Telling him upfront was the completely right thing to do. I chose that route for many years. I knew when I was very young that I wanted to be with one man and one man only. When I reached my 40th birthday I knew that I had waited for naught and I was so tired of telling men in their 40's & 50's that I was a virgin. Talk about not calling for a 2nd date. I do not feel like I compromised anything and I've never regretted it. I dated like a man for about 18 months and slept with whomever I felt like and it was quite the learning experience. I loved it actually. But after that 18 month period ended I decided it wasn't for me and have gone back to waiting for the right man. I have had several relationships since which included a healthy sex life. I am currently not in a relationship and do not find the desire to sleep around. It's important to me that I at least maintain a certain amount of dignity not going out and hunting men down only because "I have needs".

I am confident I will find the right man and all will work out for the best. I had good intentions and I am proud myself.

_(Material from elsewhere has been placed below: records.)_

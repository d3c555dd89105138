//! Text and Graphviz output for evaluated models.
//!
//! Used by the CLI frontend and usable from any `io::Write` sink.

use std::io::{self, Write};

use crate::error::{MdoError, Result};
use crate::model::{Direction, Graph, Schedule};
use crate::solver::{EvaluationReport, Strategy};

/// Width of the path column in listings.
const PATH_WIDTH: usize = 24;

fn report_error(e: io::Error) -> MdoError {
    MdoError::ReportError {
        message: e.to_string(),
    }
}

fn strategy_name(strategy: Strategy) -> &'static str {
    match strategy {
        Strategy::GaussSeidel => "gauss_seidel",
        Strategy::Newton => "newton",
    }
}

/// Format a variable value: scalars bare, vectors bracketed.
pub fn format_value(value: &[f64]) -> String {
    match value {
        [x] => format!("{:.8e}", x),
        _ => {
            let entries: Vec<String> = value.iter().map(|x| format!("{:.8e}", x)).collect();
            format!("[{}]", entries.join(", "))
        }
    }
}

/// Write the evaluation order, one summary line per coupled group and the
/// value of every output.
pub fn write_listing(graph: &Graph, report: &EvaluationReport, out: &mut impl Write) -> Result<()> {
    writeln!(out, "Evaluation order: {}", report.order.join(" -> ")).map_err(report_error)?;

    if !report.groups.is_empty() {
        writeln!(out).map_err(report_error)?;
        writeln!(out, "Coupled groups").map_err(report_error)?;
        for group in &report.groups {
            writeln!(
                out,
                "  {} [{}]: {}, {} after {} iteration(s), residual {:.3e}",
                group.name,
                group.members.join(", "),
                strategy_name(group.strategy),
                group.status,
                group.iterations,
                group.final_residual()
            )
            .map_err(report_error)?;
        }
    }

    writeln!(out).map_err(report_error)?;
    writeln!(out, "Outputs").map_err(report_error)?;
    for (_, var) in graph.registry().iter() {
        if var.direction != Direction::Output {
            continue;
        }
        let unit = var.unit.as_deref().map(|u| format!(" {}", u)).unwrap_or_default();
        writeln!(
            out,
            "  {:<width$} {}{}",
            var.path,
            format_value(&var.value),
            unit,
            width = PATH_WIDTH
        )
        .map_err(report_error)?;
    }

    out.flush().map_err(report_error)
}

fn quote(name: &str) -> String {
    format!("\"{}\"", name.replace('\\', "\\\\").replace('"', "\\\""))
}

/// Write the component graph in Graphviz DOT format.
///
/// Coupled units are drawn as clusters; each connection is an edge labelled
/// with the source and target variable names.
pub fn write_dot(graph: &Graph, schedule: &Schedule, out: &mut impl Write) -> Result<()> {
    writeln!(out, "digraph model {{").map_err(report_error)?;
    writeln!(out, "  rankdir=LR;").map_err(report_error)?;
    writeln!(out, "  node [shape=box];").map_err(report_error)?;

    for (i, unit) in schedule.units.iter().enumerate() {
        if unit.coupled {
            writeln!(out, "  subgraph cluster_{} {{", i).map_err(report_error)?;
            writeln!(out, "    label={};", quote(&unit.name)).map_err(report_error)?;
            writeln!(out, "    style=dashed;").map_err(report_error)?;
            for &id in &unit.members {
                writeln!(out, "    {};", quote(&graph.component(id).name)).map_err(report_error)?;
            }
            writeln!(out, "  }}").map_err(report_error)?;
        } else {
            for &id in &unit.members {
                writeln!(out, "  {};", quote(&graph.component(id).name)).map_err(report_error)?;
            }
        }
    }

    let registry = graph.registry();
    for conn in graph.connections() {
        let source = registry.variable(conn.source);
        let target = registry.variable(conn.target);
        let label = if source.name == target.name {
            source.name.clone()
        } else {
            format!("{} -> {}", source.name, target.name)
        };
        writeln!(
            out,
            "  {} -> {} [label={}];",
            quote(&graph.component(source.owner).name),
            quote(&graph.component(target.owner).name),
            quote(&label)
        )
        .map_err(report_error)?;
    }

    writeln!(out, "}}").map_err(report_error)?;
    out.flush().map_err(report_error)
}

#[cfg(test)]
mod tests {
    use super::*;
    use crate::components::{ExecComp, IndepVar};
    use crate::solver::{Evaluator, SolverConfig};

    struct Broken;

    impl Write for Broken {
        fn write(&mut self, _buf: &[u8]) -> io::Result<usize> {
            Err(io::Error::new(io::ErrorKind::BrokenPipe, "closed"))
        }

        fn flush(&mut self) -> io::Result<()> {
            Ok(())
        }
    }

    /// `x` feeds a two-component cycle `a <-> b`.
    fn cyclic() -> Graph {
        let mut g = Graph::new();
        g.add_component("src", IndepVar::default().with_output("x", 2.0, Some("m")))
            .unwrap();
        g.add_component("a", ExecComp::new(&["y = 0.5 * x + 0.25 * u"]).unwrap())
            .unwrap();
        g.add_component("b", ExecComp::new(&["u = 0.5 * y"]).unwrap())
            .unwrap();
        g.connect("src.x", "a.x").unwrap();
        g.connect("a.y", "b.y").unwrap();
        g.connect("b.u", "a.u").unwrap();
        g
    }

    #[test]
    fn test_listing() {
        let mut g = cyclic();
        let mut evaluator = Evaluator::new(&g, SolverConfig::newton()).unwrap();
        let report = evaluator.run(&mut g).unwrap();

        let mut buf = Vec::new();
        write_listing(&g, &report, &mut buf).unwrap();
        let text = String::from_utf8(buf).unwrap();

        assert!(text.starts_with("Evaluation order: src -> cycle_a\n"));
        assert!(text.contains("cycle_a [a, b]: newton, converged after"));
        assert!(text.contains("src.x"));
        assert!(text.contains("2.00000000e0 m"));
        assert!(!text.contains("a.x "));
    }

    #[test]
    fn test_dot() {
        let g = cyclic();
        let schedule = Schedule::build(&g, &SolverConfig::default()).unwrap();

        let mut buf = Vec::new();
        write_dot(&g, &schedule, &mut buf).unwrap();
        let text = String::from_utf8(buf).unwrap();

        assert!(text.starts_with("digraph model {"));
        assert!(text.contains("subgraph cluster_1 {"));
        assert!(text.contains("label=\"cycle_a\";"));
        assert!(text.contains("\"src\" -> \"a\" [label=\"x\"];"));
        assert!(text.contains("\"b\" -> \"a\" [label=\"u\"];"));
        assert!(text.trim_end().ends_with('}'));
    }

    #[test]
    fn test_format_value() {
        assert_eq!(format_value(&[1.5]), "1.50000000e0");
        assert_eq!(format_value(&[1.0, -2.0]), "[1.00000000e0, -2.00000000e0]");
    }

    #[test]
    fn test_write_failure_is_report_error() {
        let g = cyclic();
        let report = EvaluationReport::default();
        let err = write_listing(&g, &report, &mut Broken).unwrap_err();
        assert!(matches!(err, MdoError::ReportError { .. }));
    }
}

You did the right thing!! If this man does not want to date you again you are right he doesn't deserve you. You will find the right man that will respect your beliefs and never settle for less than that!!

WC

iVillage Member
Registered: 03-12-2005
Sun, 01-14-2007 - 11:49pm
Personally I would never marry a woman without having had sex first. I do not have alot of
problem with someone who does, just that it wouldn't be for me. Having been married twice I had sex with both of them before. It's my experience that it answers a pretty MAJOR question about sexual styles. I have had good sex and bad sex. Waiting to get married and finding out that the person I'm going to spend the rest of my life with is in the bad sex catagory, would be a big downer-and probably lead to another divorce . It can also work that way from the female side-what if he premature ejaculates(i.e. lasts less that 2 minutes), has ED, has expectations outside of regular intercourse, is quite 'small' wants to try S & M, porn movies, role playing-you get the idea. It is your sex life you are playing with for the rest of your life. I think it's admirable you want to wait. But your not a virgin anymore- the thrill of you being the 'first' won't be there for him.